Exercise prompt ::
Tally up the lines below with "match" in them. Answer with the number only.

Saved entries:

#####

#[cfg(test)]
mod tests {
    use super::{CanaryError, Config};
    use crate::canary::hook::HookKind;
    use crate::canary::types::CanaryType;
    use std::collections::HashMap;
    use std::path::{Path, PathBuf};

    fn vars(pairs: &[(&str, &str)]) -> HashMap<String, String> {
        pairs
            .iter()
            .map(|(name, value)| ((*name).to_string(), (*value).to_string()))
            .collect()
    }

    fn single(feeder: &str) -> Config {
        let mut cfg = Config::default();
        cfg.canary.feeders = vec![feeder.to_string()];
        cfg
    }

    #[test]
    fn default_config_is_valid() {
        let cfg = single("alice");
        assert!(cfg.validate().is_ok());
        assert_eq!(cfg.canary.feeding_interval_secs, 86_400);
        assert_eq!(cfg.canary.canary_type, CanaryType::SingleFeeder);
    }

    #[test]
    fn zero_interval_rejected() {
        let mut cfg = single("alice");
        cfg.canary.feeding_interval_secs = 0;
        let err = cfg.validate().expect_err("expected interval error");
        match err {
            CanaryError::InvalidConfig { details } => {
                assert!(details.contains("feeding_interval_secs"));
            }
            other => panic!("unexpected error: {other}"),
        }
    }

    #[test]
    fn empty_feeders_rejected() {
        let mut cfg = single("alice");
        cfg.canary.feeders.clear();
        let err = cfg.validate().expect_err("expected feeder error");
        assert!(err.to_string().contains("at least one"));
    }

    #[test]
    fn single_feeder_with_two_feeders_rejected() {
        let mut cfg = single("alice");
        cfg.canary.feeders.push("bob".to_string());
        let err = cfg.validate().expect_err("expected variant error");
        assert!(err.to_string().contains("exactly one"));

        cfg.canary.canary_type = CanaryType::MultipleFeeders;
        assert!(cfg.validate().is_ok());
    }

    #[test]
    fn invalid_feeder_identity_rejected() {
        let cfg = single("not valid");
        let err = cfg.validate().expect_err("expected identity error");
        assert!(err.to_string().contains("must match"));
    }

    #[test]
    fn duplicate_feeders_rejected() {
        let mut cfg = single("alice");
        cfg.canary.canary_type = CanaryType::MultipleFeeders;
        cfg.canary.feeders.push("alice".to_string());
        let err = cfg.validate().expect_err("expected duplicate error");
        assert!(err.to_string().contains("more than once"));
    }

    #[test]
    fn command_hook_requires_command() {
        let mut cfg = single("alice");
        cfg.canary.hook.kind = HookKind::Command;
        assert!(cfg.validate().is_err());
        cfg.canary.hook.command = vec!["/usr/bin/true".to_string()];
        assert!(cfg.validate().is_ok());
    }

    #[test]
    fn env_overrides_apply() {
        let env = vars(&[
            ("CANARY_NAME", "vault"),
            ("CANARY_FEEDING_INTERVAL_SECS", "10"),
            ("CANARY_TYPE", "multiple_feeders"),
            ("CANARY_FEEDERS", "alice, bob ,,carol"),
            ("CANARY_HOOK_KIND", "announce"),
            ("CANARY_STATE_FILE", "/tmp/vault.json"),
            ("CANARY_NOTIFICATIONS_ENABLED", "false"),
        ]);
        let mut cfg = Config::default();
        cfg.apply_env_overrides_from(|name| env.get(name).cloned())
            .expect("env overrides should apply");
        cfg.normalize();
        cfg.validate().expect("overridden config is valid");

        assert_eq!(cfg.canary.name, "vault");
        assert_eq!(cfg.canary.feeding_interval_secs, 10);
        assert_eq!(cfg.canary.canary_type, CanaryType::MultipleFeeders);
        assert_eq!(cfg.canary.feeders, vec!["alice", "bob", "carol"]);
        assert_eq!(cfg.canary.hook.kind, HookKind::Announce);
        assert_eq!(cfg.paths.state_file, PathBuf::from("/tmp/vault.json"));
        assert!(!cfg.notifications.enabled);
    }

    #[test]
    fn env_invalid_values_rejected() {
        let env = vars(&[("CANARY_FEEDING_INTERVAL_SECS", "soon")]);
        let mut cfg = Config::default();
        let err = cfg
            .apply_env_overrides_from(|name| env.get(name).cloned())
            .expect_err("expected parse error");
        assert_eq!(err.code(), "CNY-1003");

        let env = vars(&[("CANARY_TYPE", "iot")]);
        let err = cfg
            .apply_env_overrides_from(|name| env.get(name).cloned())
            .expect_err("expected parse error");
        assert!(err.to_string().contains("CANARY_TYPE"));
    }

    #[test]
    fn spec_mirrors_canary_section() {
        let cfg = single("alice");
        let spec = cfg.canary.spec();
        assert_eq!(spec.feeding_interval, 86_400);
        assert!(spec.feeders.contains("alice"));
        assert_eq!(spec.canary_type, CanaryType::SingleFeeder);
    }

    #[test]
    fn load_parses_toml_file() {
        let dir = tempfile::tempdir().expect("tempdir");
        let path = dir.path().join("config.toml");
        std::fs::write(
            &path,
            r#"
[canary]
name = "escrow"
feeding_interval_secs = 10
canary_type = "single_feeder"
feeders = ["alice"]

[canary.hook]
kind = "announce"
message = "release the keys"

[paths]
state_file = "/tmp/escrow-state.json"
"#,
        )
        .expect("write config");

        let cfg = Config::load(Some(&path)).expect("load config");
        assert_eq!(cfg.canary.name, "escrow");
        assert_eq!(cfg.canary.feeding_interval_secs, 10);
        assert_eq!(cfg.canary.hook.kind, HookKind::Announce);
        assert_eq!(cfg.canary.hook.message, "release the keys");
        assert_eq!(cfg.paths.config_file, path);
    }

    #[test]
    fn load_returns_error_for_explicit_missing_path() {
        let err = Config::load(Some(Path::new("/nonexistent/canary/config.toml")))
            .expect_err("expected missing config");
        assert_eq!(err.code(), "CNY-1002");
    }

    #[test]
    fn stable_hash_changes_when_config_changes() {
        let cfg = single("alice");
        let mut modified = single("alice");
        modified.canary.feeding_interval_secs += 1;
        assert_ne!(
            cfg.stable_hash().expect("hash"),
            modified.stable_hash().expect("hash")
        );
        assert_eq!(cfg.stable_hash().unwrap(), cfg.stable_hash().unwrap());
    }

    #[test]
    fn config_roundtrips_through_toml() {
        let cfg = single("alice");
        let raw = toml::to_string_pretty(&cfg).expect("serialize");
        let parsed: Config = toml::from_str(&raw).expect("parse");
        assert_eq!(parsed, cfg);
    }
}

#####

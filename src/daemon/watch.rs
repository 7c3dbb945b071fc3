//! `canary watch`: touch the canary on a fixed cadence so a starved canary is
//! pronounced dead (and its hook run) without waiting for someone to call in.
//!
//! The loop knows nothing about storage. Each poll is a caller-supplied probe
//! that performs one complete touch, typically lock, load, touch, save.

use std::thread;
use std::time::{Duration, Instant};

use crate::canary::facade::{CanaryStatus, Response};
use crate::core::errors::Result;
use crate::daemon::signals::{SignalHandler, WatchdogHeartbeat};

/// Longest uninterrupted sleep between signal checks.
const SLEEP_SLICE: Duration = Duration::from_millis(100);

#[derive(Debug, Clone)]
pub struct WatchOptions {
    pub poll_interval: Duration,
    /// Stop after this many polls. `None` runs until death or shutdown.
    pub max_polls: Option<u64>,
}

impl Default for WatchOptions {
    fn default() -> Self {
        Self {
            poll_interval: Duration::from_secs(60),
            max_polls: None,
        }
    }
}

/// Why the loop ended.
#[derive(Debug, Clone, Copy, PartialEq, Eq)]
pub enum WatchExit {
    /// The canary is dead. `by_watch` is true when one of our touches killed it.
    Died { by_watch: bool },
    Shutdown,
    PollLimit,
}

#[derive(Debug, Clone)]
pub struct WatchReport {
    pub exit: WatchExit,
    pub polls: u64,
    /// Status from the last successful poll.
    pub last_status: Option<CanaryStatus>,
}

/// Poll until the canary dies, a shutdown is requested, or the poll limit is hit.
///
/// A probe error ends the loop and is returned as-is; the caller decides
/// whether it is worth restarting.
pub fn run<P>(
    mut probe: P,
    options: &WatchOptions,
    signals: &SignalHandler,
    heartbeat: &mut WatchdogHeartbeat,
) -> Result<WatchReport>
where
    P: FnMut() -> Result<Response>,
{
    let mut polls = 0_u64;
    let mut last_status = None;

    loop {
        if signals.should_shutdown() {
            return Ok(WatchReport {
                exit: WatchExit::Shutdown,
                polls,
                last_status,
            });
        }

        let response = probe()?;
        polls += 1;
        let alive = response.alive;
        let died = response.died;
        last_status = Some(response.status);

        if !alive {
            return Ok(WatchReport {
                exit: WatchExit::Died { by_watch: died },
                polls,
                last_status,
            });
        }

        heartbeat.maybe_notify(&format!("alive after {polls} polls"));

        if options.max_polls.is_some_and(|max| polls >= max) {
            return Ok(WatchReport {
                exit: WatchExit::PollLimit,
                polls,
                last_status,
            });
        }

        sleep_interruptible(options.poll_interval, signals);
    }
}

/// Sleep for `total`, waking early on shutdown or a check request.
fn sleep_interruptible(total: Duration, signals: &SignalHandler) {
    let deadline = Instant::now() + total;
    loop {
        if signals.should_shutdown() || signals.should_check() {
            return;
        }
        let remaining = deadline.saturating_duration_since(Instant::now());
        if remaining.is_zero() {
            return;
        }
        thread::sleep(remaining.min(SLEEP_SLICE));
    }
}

#####

Output of the exercise ::
2